My eyes widened and my hand flew to my injury so fast, I yelled, “Ouch!” Then I hurried to the metal cabinet in the bathroom since we weren't allowed mirrors. “Where? What? Is it going to scar?” I leaned near. “Oh . . . my . . . God. I'm hideous!”

There was a bit of blood on my face, but in reality, it wasn't very bad, and I knew the cut was small. Still, when seeing yourself bleeding, one's perception sometimes got a bit skewed.

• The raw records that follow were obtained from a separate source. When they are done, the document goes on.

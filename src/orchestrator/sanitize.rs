// Hive Orchestrator: Output Sanitization
//
// Post-processes the model's final text using the latest user message as
// context (§4.E). Two independent passes: a canned-confirmation override
// for `/search` turns that leaked tool boilerplate, and a line-stripping
// pass for any turn carrying untrusted web/tool context.

use super::guardrails::contains_untrusted_block;

const TOOL_BOILERPLATE: &str = "helpful assistant with access to the following tools";
const WOULD_YOU_LIKE: &str = "would you like me to";
const CANNED_SEARCH_CONFIRMATION: &str = "Got it — searching now.";
const CANNED_FOLLOWUP: &str = "Here's what I found. Let me know if you'd like more detail.";

/// True if `user_message` opens with a search-invoking prefix.
fn is_search_invocation(user_message: &str) -> bool {
    let trimmed = user_message.trim_start();
    trimmed.starts_with("/search") || trimmed.to_lowercase().starts_with("search ")
}

/// True if a line claims inability to browse, access the web, or access
/// real-time information — a refusal that should never survive when
/// untrusted browse/search context was actually supplied this turn.
fn is_browsing_refusal_line(line: &str) -> bool {
    let lower = line.to_lowercase();
    (lower.contains("browse") || lower.contains("access the web") || lower.contains("real-time"))
        && (lower.contains("cannot") || lower.contains("can't") || lower.contains("unable"))
}

fn is_would_you_like_line(line: &str) -> bool {
    line.to_lowercase().contains(WOULD_YOU_LIKE)
}

/// Collapse 3+ consecutive newlines down to exactly 2.
fn collapse_blank_runs(text: &str) -> String {
    let mut result = String::with_capacity(text.len());
    let mut newline_run = 0usize;
    for ch in text.chars() {
        if ch == '\n' {
            newline_run += 1;
            if newline_run <= 2 {
                result.push(ch);
            }
        } else {
            newline_run = 0;
            result.push(ch);
        }
    }
    result
}

/// Sanitize the model's final reply against prompt-injection leakage and
/// tool-boilerplate regressions, using the turn's user message as context.
pub fn sanitize_reply(user_message: &str, reply: &str) -> String {
    if is_search_invocation(user_message)
        && reply.to_lowercase().contains(TOOL_BOILERPLATE)
        && reply.to_lowercase().contains(WOULD_YOU_LIKE)
    {
        return CANNED_SEARCH_CONFIRMATION.to_string();
    }

    if contains_untrusted_block(user_message) {
        let cleaned: Vec<&str> = reply
            .lines()
            .filter(|line| !is_browsing_refusal_line(line) && !is_would_you_like_line(line))
            .collect();
        let joined = collapse_blank_runs(&cleaned.join("\n"));
        if joined.trim().is_empty() {
            return CANNED_FOLLOWUP.to_string();
        }
        return joined;
    }

    reply.to_string()
}

#[cfg(test)]
mod tests {
    use super::*;

    #[test]
    fn search_invocation_with_leaked_boilerplate_becomes_canned_confirmation() {
        let reply = "I'm a helpful assistant with access to the following tools. \
Would you like me to search for that?";
        let sanitized = sanitize_reply("/search best coffee shops", reply);
        assert_eq!(sanitized, CANNED_SEARCH_CONFIRMATION);
    }

    #[test]
    fn search_invocation_without_boilerplate_passes_through() {
        let reply = "Here are three great coffee shops nearby.";
        let sanitized = sanitize_reply("search coffee shops", reply);
        assert_eq!(sanitized, reply);
    }

    #[test]
    fn untrusted_context_turn_strips_browsing_refusal_lines() {
        let user_message = "----- BEGIN UNTRUSTED CONTEXT -----\nsome data\n----- END UNTRUSTED CONTEXT -----\nwhat's the weather?";
        let reply = "I cannot browse the web for real-time information.\nBut here is what I found: sunny.";
        let sanitized = sanitize_reply(user_message, reply);
        assert!(!sanitized.to_lowercase().contains("cannot browse"));
        assert!(sanitized.contains("sunny"));
    }

    #[test]
    fn untrusted_context_turn_falls_back_to_canned_followup_when_empty() {
        let user_message = "----- BEGIN UNTRUSTED CONTEXT -----\nx\n----- END UNTRUSTED CONTEXT -----\nq";
        let reply = "I can't access real-time information.\nWould you like me to try again?";
        let sanitized = sanitize_reply(user_message, reply);
        assert_eq!(sanitized, CANNED_FOLLOWUP);
    }

    #[test]
    fn collapse_blank_runs_caps_at_two_newlines() {
        let text = "a\n\n\n\n\nb";
        assert_eq!(collapse_blank_runs(text), "a\n\nb");
    }

    #[test]
    fn plain_turn_without_search_or_untrusted_context_passes_through_unchanged() {
        let sanitized = sanitize_reply("how are you?", "I'm doing well, thanks!");
        assert_eq!(sanitized, "I'm doing well, thanks!");
    }
}
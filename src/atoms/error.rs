// Hive Atoms: Error
//
// One coarse-grained error enum for the whole crate. Call sites that need a
// human-readable string (IPC responses, platform adapter replies) use the
// `From<HiveError> for String` conversion below rather than matching on
// variants themselves.

use thiserror::Error;

#[derive(Debug, Error)]
pub enum HiveError {
    #[error("invalid input: {0}")]
    InvalidInput(String),

    #[error("authorization mismatch: {0}")]
    AuthMismatch(String),

    #[error("store i/o error: {0}")]
    StoreIo(String),

    #[error("store constraint violation: {0}")]
    StoreConstraint(String),

    #[error("store corrupt: {0}")]
    StoreCorrupt(String),

    #[error("provider auth error ({provider}): {message}")]
    ProviderAuth { provider: String, message: String },

    #[error("provider request error ({provider}): {message}")]
    ProviderRequest { provider: String, message: String },

    #[error("provider transient error ({provider}): {message}")]
    ProviderTransient { provider: String, message: String },

    #[error("timed out waiting for {0}")]
    Timeout(String),

    #[error("operation cancelled")]
    Cancelled,

    #[error("{0}")]
    Other(String),

    #[error(transparent)]
    Io(#[from] std::io::Error),

    #[error(transparent)]
    Json(#[from] serde_json::Error),

    #[error(transparent)]
    Http(#[from] reqwest::Error),
}

impl From<rusqlite::Error> for HiveError {
    fn from(err: rusqlite::Error) -> Self {
        match err {
            rusqlite::Error::SqliteFailure(ref e, _)
                if e.code == rusqlite::ErrorCode::ConstraintViolation =>
            {
                HiveError::StoreConstraint(err.to_string())
            }
            rusqlite::Error::SqliteFailure(ref e, _)
                if e.code == rusqlite::ErrorCode::DatabaseCorrupt
                    || e.code == rusqlite::ErrorCode::NotADatabase =>
            {
                HiveError::StoreCorrupt(err.to_string())
            }
            other => HiveError::StoreIo(other.to_string()),
        }
    }
}

impl From<String> for HiveError {
    fn from(s: String) -> Self {
        HiveError::Other(s)
    }
}

impl From<&str> for HiveError {
    fn from(s: &str) -> Self {
        HiveError::Other(s.to_string())
    }
}

impl From<HiveError> for String {
    fn from(err: HiveError) -> Self {
        err.to_string()
    }
}

pub type HiveResult<T> = Result<T, HiveError>;

impl HiveError {
    pub fn provider_auth(provider: impl Into<String>, message: impl Into<String>) -> Self {
        HiveError::ProviderAuth {
            provider: provider.into(),
            message: message.into(),
        }
    }

    pub fn provider_request(provider: impl Into<String>, message: impl Into<String>) -> Self {
        HiveError::ProviderRequest {
            provider: provider.into(),
            message: message.into(),
        }
    }

    pub fn provider_transient(provider: impl Into<String>, message: impl Into<String>) -> Self {
        HiveError::ProviderTransient {
            provider: provider.into(),
            message: message.into(),
        }
    }
}

#[cfg(test)]
mod tests {
    use super::*;

    #[test]
    fn string_conversion_round_trips_message() {
        let err: HiveError = "boom".into();
        let msg: String = err.into();
        assert_eq!(msg, "boom");
    }

    #[test]
    fn provider_constructors_set_both_fields() {
        let err = HiveError::provider_auth("openai", "bad key");
        match err {
            HiveError::ProviderAuth { provider, message } => {
                assert_eq!(provider, "openai");
                assert_eq!(message, "bad key");
            }
            _ => panic!("wrong variant"),
        }
    }
}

Jagger grabbed my arm. “Calm down or you'll be yanked off to solitary before I can say . . . that's the freaking excuse I'm going to use to get you out of here, Sherlock. I'm going to say I'm taking you to the emergency room for a plastic surgeon to stitch you up. You look . . . fine.”

I looked fine.

That became my mantra since I, again putting my own spin on Jagger's words, decided it meant I looked damn good and close to “hot.” Also, if I didn't keep repeating it, I would concentrate on Jagger's hand still holding my arm.

When I came back to reality, I said, “Oh. Gotcha. Good one. Good excuse.” I chuckled. “Yeah, good excuse. No one should question—”

His finger touched my lips. Wow.

“Calm down or they'll never let you out of here.” With that he was gone.